Figure 1. Changes in paired tumor tissue proteins with vandetanib administration

(A) The relative level of phosphorylated EGFR decreased after 6 weeks of vandetanib administration in paired tumor biopsies from 8 patients. Total EGFR and phosphorylated EGFR were measured on reverse-phase tissue lysate array (RPTA), and normalized to total protein level. The relative level of EGFR phosphorylation was estimated by calculating the ratio between the two normalized values for each sample. Mean value and range of expression for the group is plotted for each of the indicated timepoints. (B) The relative level of phosphorylated AKT similarly decreased in the same patients. AKT phosphorylation was calculated as EGFR in (A). (C) Cleaved PARP was significantly increased in tumor tissue following vandetanib administration, as measured by RPTA. (D) The relative level of phosphorylated VEGFR2, the other main target of vandetanib, was not significantly changed in paired tumor samples with vandetanib administration.

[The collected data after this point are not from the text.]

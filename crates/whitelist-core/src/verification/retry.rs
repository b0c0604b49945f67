//! ============================================================================
//! Retry Policy - Bounded, fixed-delay retries of the whitelist query
//! ============================================================================
//! At most `max_retries` retries after the initial attempt (two by default),
//! a fixed pause between attempts, and never a retry for ServiceUnavailable.
//! No jitter, no exponential growth: every attempt is already time-bounded.
//! ============================================================================

use std::time::Duration;

use super::classifier::ClassifiedError;
use crate::config::{VerifierConfig, DEFAULT_MAX_RETRIES, DEFAULT_RETRY_DELAY_MS};
use crate::types::ErrorKind;

#[derive(Debug, Clone, Copy, PartialEq, Eq)]
pub struct RetryPolicy {
    max_retries: u32,
    delay: Duration,
}

impl Default for RetryPolicy {
    fn default() -> Self {
        Self {
            max_retries: DEFAULT_MAX_RETRIES,
            delay: Duration::from_millis(DEFAULT_RETRY_DELAY_MS),
        }
    }
}

impl RetryPolicy {
    pub fn new(max_retries: u32, delay: Duration) -> Self {
        Self { max_retries, delay }
    }

    pub fn from_config(config: &VerifierConfig) -> Self {
        Self::new(config.max_retries, config.retry_delay())
    }

    /// Whether a failed attempt number `attempt` (zero-based) may be retried
    pub fn should_retry(&self, kind: ErrorKind, attempt: u32) -> bool {
        kind != ErrorKind::ServiceUnavailable && attempt < self.max_retries
    }

    /// Pause before the attempt following `attempt`
    pub fn delay_for(&self, _attempt: u32) -> Duration {
        self.delay
    }

    pub fn max_retries(&self) -> u32 {
        self.max_retries
    }
}

/// Progress of one verification; local to a single `verify` call
#[derive(Debug, Clone, Default, PartialEq, Eq)]
pub struct RetryState {
    pub attempt: u32,
    pub last_error_kind: Option<ErrorKind>,
    pub last_error_message: Option<String>,
}

impl RetryState {
    pub fn new() -> Self {
        Self::default()
    }

    pub fn record_failure(&mut self, error: &ClassifiedError) {
        self.last_error_kind = Some(error.kind);
        self.last_error_message = Some(error.message.clone());
    }

    /// Move on to the next attempt
    pub fn advance(&mut self) {
        self.attempt = self.attempt.saturating_add(1);
    }
}
//! ============================================================================
//! Verification Orchestrator - Probe, query, retry, fall back
//! ============================================================================
//! ```text
//! Idle -> ProbingConnectivity -> Unhealthy -> FallingBack -> Done
//!                             -> Healthy   -> Querying -> Success -> Done
//!                                              ^     |
//!                                              |     v Failure
//!                                            Retrying (bounded)
//!                                                    | exhausted
//!                                                    v
//!                                               FallingBack -> Done
//! ```
//! The probe runs once per session, strictly before the first query. Every
//! call ends in exactly one VerificationResult; fallback cannot fail.
//! ============================================================================

use std::sync::Arc;
use tracing::{debug, info, warn};

use super::classifier::ClassifiedError;
use super::client::{WhitelistClient, WhitelistQuery};
use super::fallback::FallbackVerifier;
use super::probe::{ConnectivityProbe, HealthProbe, ProbeOutcome};
use super::retry::{RetryPolicy, RetryState};
use super::session::{VerificationSession, VerificationTracker};
use crate::config::VerifierConfig;
use crate::types::{Address, ErrorKind, VerificationResult, WhitelistError};

/// Steps of one verification, traced at debug level
#[derive(Debug, Clone, Copy, PartialEq, Eq)]
enum VerificationState {
    Idle,
    ProbingConnectivity,
    Querying,
    Retrying,
    FallingBack,
    Done,
}

pub struct VerificationOrchestrator {
    probe: Arc<dyn HealthProbe>,
    client: Arc<dyn WhitelistQuery>,
    policy: RetryPolicy,
    fallback: FallbackVerifier,
    tracker: VerificationTracker,
}
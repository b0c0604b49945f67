//! ============================================================================
//! Verification Module - Whitelist checks with graceful degradation
//! ============================================================================
//! Decides whether an address may use the gated feature by asking the remote
//! whitelist service, and falls back to a local address set when it cannot.
//!
//! ## Components
//! - **ConnectivityProbe**: one bounded health check per session
//! - **WhitelistClient**: the actual whitelist query
//! - **Classifier**: raw failure -> ErrorKind
//! - **RetryPolicy**: at most two retries, fixed 1s delay
//! - **FallbackVerifier**: case-insensitive local lookup, never fails
//! - **VerificationOrchestrator**: composes all of the above
//!
//! ## Usage
//! ```rust,ignore
//! use whitelist_core::{VerificationOrchestrator, VerifierConfig};
//!
//! let orchestrator = VerificationOrchestrator::from_config(&VerifierConfig::default())?;
//! let result = orchestrator.verify("0x49afe40999fe9551be999ae4205e4dddded493a7").await;
//! println!("{} via {:?}", result.is_whitelisted, result.source);
//! ```
//! ============================================================================

mod classifier;
mod client;
mod fallback;
mod orchestrator;
mod probe;
mod retry;
mod session;

// Re-export public types
pub use classifier::{classify, classify_message, ClassifiedError, ClientFailure, StatusCategory};
pub use client::{
    parse_whitelist_body, WhitelistClient, WhitelistQuery, WhitelistResponse, WHITELIST_PATH,
};
pub use fallback::{FallbackVerdict, FallbackVerifier};
pub use orchestrator::VerificationOrchestrator;
pub use probe::{ConnectivityProbe, HealthProbe, ProbeOutcome, HEALTH_PATH};
pub use retry::{RetryPolicy, RetryState};
pub use session::{SessionToken, VerificationSession, VerificationTracker};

Figure 2. Levels of circulating cytokines and tumor marker CA125

(A) Plasma VEGF was not significantly changed in 11 patients on study for 4 weeks or 8 patients who remained on study 8 weeks or longer. Median fold change from baseline was 1.45 at 4 weeks and 0.97 at 8 weeks (p=NS). (B) Plasma IL-8 level was higher at baseline in patients who went on to disease progression before 4 months of vandetanib administration. (C) Plasma levels of VEGF at 8 weeks on study were higher in patients whose disease progressed before 4 months of vandetanib administration. (D) The CA125 measurements were variable, and tended rise faster in patients with progressive disease in the first cycle.

Figure 3. Quality of life assessment

Quality of life was estimated by administering the FACT-O questionnaire to patients before starting study treatment and after 4, 8 and 16 weeks of vandetanib administration. No significant changes were noted except for an increase in the physical well being subscale score at 8 weeks compared to baseline.